Niche said a while back that " When you stare into the abyss the abyss stares back at you". IT's one of the reasons why I love horror. Why I let it chill me to the bone and pull the nightmares out of the dark recesses and under the bed that as a child would terrify me and I know "we" had this talk and I've learned as an atheist that there is no boogy man, devil with it's pitch fork, or dark abomination that has crept out of the temporal rift. Lovecraft was a bigot and a social elitist, Stephen King did amazing drugs, and Poe died a drunkard. There are no nightmares, goblins and glowing eyes staring from the edge of sanity to tear me apart and yet, I want there to me.

I'll explain.

One of the reasons why I'm going to mention religion here is that we've all been feed a bit of superstition here and there if only to make sure that good children obey lessons that they were too young to understand and that if I think of it long enough a real fear comes and creep up ever so slowly. The monsters I was taught were never real and in a moment in time a frightened child within a weary man was freed from the shackles of ignorance and daunting fear only to discover something oh so horrifying.

I've come to realize that every act of evil in the world, most witnessed by me and some that have never come close to me yet still chilled me bone deep were not the work of supernatural creatures. The devil never made me do it nor can I or any other human being truly say that they were insane without a neurologist to analyze our thought patterns and map our what part of our minds calculated an action and what were crossed neurons in a short circuit of sorts. That when a man raises a gun towards another adult or even a child and that life is taken it was not some horror of unknown source of the claim of an evil person possessed by some sinister force. The chill sets in and I come to realize that we committed it all and that what frightens me so.

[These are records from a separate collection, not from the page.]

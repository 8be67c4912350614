//! Known NAND parts and manufacturers, keyed by the bytes READID returns

use crate::gpmi::timing::NandTiming;

/// Matches any manufacturer in [NandDeviceInfo::mfr_id]
pub const ANY_MFR: u8 = 0;

/// One entry of the device table.
///
/// Classic large-page parts report their page, OOB and block sizes in the 4th ID byte; those
/// entries have a `page_size` of 0 and are decoded with [NandDeviceInfo::geometry].
#[derive(Debug, Clone, Copy, PartialEq, Eq)]
pub struct NandDeviceInfo {
    pub name: &'static str,
    pub mfr_id: u8,
    pub dev_id: u8,
    pub page_size: usize,
    pub chip_size_mib: u32,
    pub erase_size: u32,
    pub oob_size: usize,
    pub bus16: bool,
    pub timing: NandTiming,
}

/// Page geometry of an identified chip
#[derive(Debug, Clone, Copy, PartialEq, Eq)]
pub struct ChipGeometry {
    pub writesize: usize,
    pub oobsize: usize,
    pub erasesize: u32,
    pub bus16: bool,
    pub chipsize: u64,
}

#[derive(Debug, Clone, Copy, PartialEq, Eq)]
pub struct NandManufacturer {
    pub id: u8,
    pub name: &'static str,
}

const fn small(dev_id: u8, name: &'static str, chip_size_mib: u32) -> NandDeviceInfo {
    NandDeviceInfo {
        name,
        mfr_id: ANY_MFR,
        dev_id,
        page_size: 512,
        chip_size_mib,
        erase_size: 0x4000,
        oob_size: 16,
        bus16: false,
        timing: NandTiming::LEGACY,
    }
}

const fn large(dev_id: u8, name: &'static str, chip_size_mib: u32) -> NandDeviceInfo {
    NandDeviceInfo {
        name,
        mfr_id: ANY_MFR,
        dev_id,
        page_size: 0,
        chip_size_mib,
        erase_size: 0,
        oob_size: 0,
        bus16: false,
        timing: NandTiming::LEGACY,
    }
}

pub static DEVICES: &[NandDeviceInfo] = &[
    small(0x73, "NAND 16MiB 3,3V 8-bit", 16),
    small(0x75, "NAND 32MiB 3,3V 8-bit", 32),
    small(0x76, "NAND 64MiB 3,3V 8-bit", 64),
    small(0x79, "NAND 128MiB 3,3V 8-bit", 128),
    large(0xA2, "NAND 64MiB 1,8V 8-bit", 64),
    large(0xF2, "NAND 64MiB 3,3V 8-bit", 64),
    large(0xA1, "NAND 128MiB 1,8V 8-bit", 128),
    large(0xF1, "NAND 128MiB 3,3V 8-bit", 128),
    large(0xAA, "NAND 256MiB 1,8V 8-bit", 256),
    large(0xDA, "NAND 256MiB 3,3V 8-bit", 256),
    large(0xAC, "NAND 512MiB 1,8V 8-bit", 512),
    large(0xDC, "NAND 512MiB 3,3V 8-bit", 512),
    large(0xA3, "NAND 1GiB 1,8V 8-bit", 1024),
    large(0xD3, "NAND 1GiB 3,3V 8-bit", 1024),
    large(0xA5, "NAND 2GiB 1,8V 8-bit", 2048),
    large(0xD5, "NAND 2GiB 3,3V 8-bit", 2048),
    NandDeviceInfo {
        name: "MT29F16G08ABABA",
        mfr_id: 0x2C,
        dev_id: 0x48,
        page_size: 4096,
        chip_size_mib: 2048,
        erase_size: 0x80000,
        oob_size: 224,
        bus16: false,
        timing: NandTiming::EDO,
    },
    NandDeviceInfo {
        name: "K9GAG08U0E",
        mfr_id: 0xEC,
        dev_id: 0xD5,
        page_size: 8192,
        chip_size_mib: 2048,
        erase_size: 0x100000,
        oob_size: 436,
        bus16: false,
        timing: NandTiming::EDO,
    },
];

const fn mfr(id: u8, name: &'static str) -> NandManufacturer {
    NandManufacturer { id, name }
}

pub static MANUFACTURERS: &[NandManufacturer] = &[
    mfr(0x98, "Toshiba"),
    mfr(0xEC, "Samsung"),
    mfr(0x04, "Fujitsu"),
    mfr(0x8F, "National"),
    mfr(0x07, "Renesas"),
    mfr(0x20, "ST Micro"),
    mfr(0xAD, "Hynix"),
    mfr(0x2C, "Micron"),
    mfr(0x01, "AMD"),
    mfr(0xC2, "Macronix"),
];

/// Find the entry for a manufacturer/device ID pair, preferring one specific to the manufacturer
pub fn lookup(mfr_id: u8, dev_id: u8) -> Option<&'static NandDeviceInfo> {
    DEVICES
        .iter()
        .find(|d| d.dev_id == dev_id && d.mfr_id == mfr_id)
        .or_else(|| {
            DEVICES
                .iter()
                .find(|d| d.dev_id == dev_id && d.mfr_id == ANY_MFR)
        })
}

pub fn manufacturer_name(id: u8) -> &'static str {
    MANUFACTURERS
        .iter()
        .find(|m| m.id == id)
        .map_or("Unknown", |m| m.name)
}

impl NandDeviceInfo {
    /// Page geometry of this part, decoding the extended ID byte where the table defers to it
    pub fn geometry(&self, ext_id: u8) -> ChipGeometry {
        let chipsize = u64::from(self.chip_size_mib) << 20;
        if self.page_size != 0 {
            return ChipGeometry {
                writesize: self.page_size,
                oobsize: self.oob_size,
                erasesize: self.erase_size,
                bus16: self.bus16,
                chipsize,
            };
        }

        let writesize = 1024usize << (ext_id & 0x03);
        let oob_per_512 = 8usize << ((ext_id >> 2) & 0x01);
        ChipGeometry {
            writesize,
            oobsize: oob_per_512 * (writesize >> 9),
            erasesize: (64 * 1024) << ((ext_id >> 4) & 0x03),
            bus16: ext_id & 0x40 != 0,
            chipsize,
        }
    }
}

/// Build the 4 ID bytes a part with the given geometry would return, for simulated chips.
///
/// Explicit table entries are matched first; otherwise the geometry must be expressible in the
/// extended ID byte of a generic entry.
pub fn synthesize_id(geometry: &ChipGeometry) -> Option<[u8; 4]> {
    let size_mib = u32::try_from(geometry.chipsize >> 20).ok()?;

    let explicit = DEVICES.iter().find(|d| {
        d.mfr_id != ANY_MFR
            && d.page_size == geometry.writesize
            && d.oob_size == geometry.oobsize
            && d.erase_size == geometry.erasesize
            && d.chip_size_mib == size_mib
    });
    if let Some(dev) = explicit {
        return Some([dev.mfr_id, dev.dev_id, 0x00, 0x00]);
    }

    // Any manufacturer without parts of its own in the table
    const GENERIC_MFR: u8 = 0x98;

    if geometry.writesize == 512 {
        let dev = DEVICES.iter().find(|d| {
            d.page_size == 512
                && d.chip_size_mib == size_mib
                && d.oob_size == geometry.oobsize
                && d.erase_size == geometry.erasesize
        })?;
        return Some([GENERIC_MFR, dev.dev_id, 0x00, 0x00]);
    }

    let page_code = (geometry.writesize / 1024).checked_ilog2()?;
    let oob_per_512 = geometry.oobsize / (geometry.writesize >> 9);
    let erase_code = (geometry.erasesize / (64 * 1024)).checked_ilog2()?;
    if page_code > 3 || erase_code > 3 || !matches!(oob_per_512, 8 | 16) {
        return None;
    }
    let ext = page_code as u8
        | u8::from(oob_per_512 == 16) << 2
        | (erase_code as u8) << 4
        | u8::from(geometry.bus16) << 6;

    let dev = DEVICES
        .iter()
        .find(|d| d.page_size == 0 && d.chip_size_mib == size_mib && d.name.contains("3,3V"))?;
    let id = [GENERIC_MFR, dev.dev_id, 0x00, ext];
    (dev.geometry(ext) == *geometry).then_some(id)
}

In my small moment under the sun, I've suffered much from those who not only looked as me but those who didn't. Older people who I could trust and those who used my honesty in humanity and kindness to others against me as a weapon. I've done few wrongs to others and have begged my pardon and done my penance until today. I've committed evil out of ignorance that still guilt me now and it has forced me to recalculate what may be and what I have done in many ways to prevent it happening from my hand or by anyone else's. It has shaped me to do as much good with my time if not to please some deity but to make the world a kinder place. And yet, in my time I've learned that abuse spawns abuse in other forms and that a harsh word may cost a life in the end. It forces me to pull away from others while placing myself in the way of any harm without their notice. It has taught me the value of "doing no harm" as well as learning that Krishna once declared that one may do by doing as well as do by not doing. An action for action. Thought for thought.

And moments when I am alone in the dark that I once was so terrified to be in I've come to realize that the evil is me. That the wickedness comes from those who walk upright on two legs rather than a bestial form. That children not held enough in a loving mother's arms or who have lived a heavy hand of a father will commit atrocities for the greater good that only serves their mind. On my horror stories the hero is weakened and many ways timid in the face of great evil. The unfathomable abominations does not ponder the lives of humans as we do not value the distress of the crush snail or torn worm. They witness sights that chill them and force them to resort to methods that often shun them as fools if not worthless vagabonds.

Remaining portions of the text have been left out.